Exercise brief: Go through the entries below and say how many lines hold the word "insertion". Nothing else is needed.

[Stored data]
══════════════════════════════
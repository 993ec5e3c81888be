//! Record storage and persistence for Tagstore.
//!
//! [`InMemoryStore`] is the append-only record collection used by the query
//! service. [`JsonFileSnapshot`] persists its contents to a single JSON file.

pub mod json;
pub mod memory;

pub use json::JsonFileSnapshot;
pub use memory::InMemoryStore;
pub use tagstore_core::{DuplicatePolicy, RecordStore, SnapshotStore};
use crate::error::StoreError;
use crate::record::{Record, RecordId};
use serde::{Deserialize, Serialize};

/// How a store treats a record whose id is already present.
#[derive(Debug, Clone, Copy, Default, PartialEq, Eq, Serialize, Deserialize)]
pub enum DuplicatePolicy {
    /// No uniqueness check; duplicate ids are stored side by side.
    #[default]
    Allow,
    /// Reject the record with [`StoreError::DuplicateId`].
    Reject,
}

/// An append-only, insertion-ordered collection of records.
///
/// Stores are plain data holders. They do not know about caches; keeping
/// derived state coherent after a mutation is the caller's job.
pub trait RecordStore: Send + 'static {
    /// Appends a record.
    ///
    /// Only fails when the store enforces [`DuplicatePolicy::Reject`].
    fn add(&mut self, record: Record) -> Result<(), StoreError>;

    /// All records in insertion order.
    fn all(&self) -> &[Record];

    fn len(&self) -> usize {
        self.all().len()
    }

    fn is_empty(&self) -> bool {
        self.all().is_empty()
    }

    fn contains_id(&self, id: RecordId) -> bool {
        self.all().iter().any(|record| record.id == id)
    }
}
══════════════════════════════
Solution to this problem: 2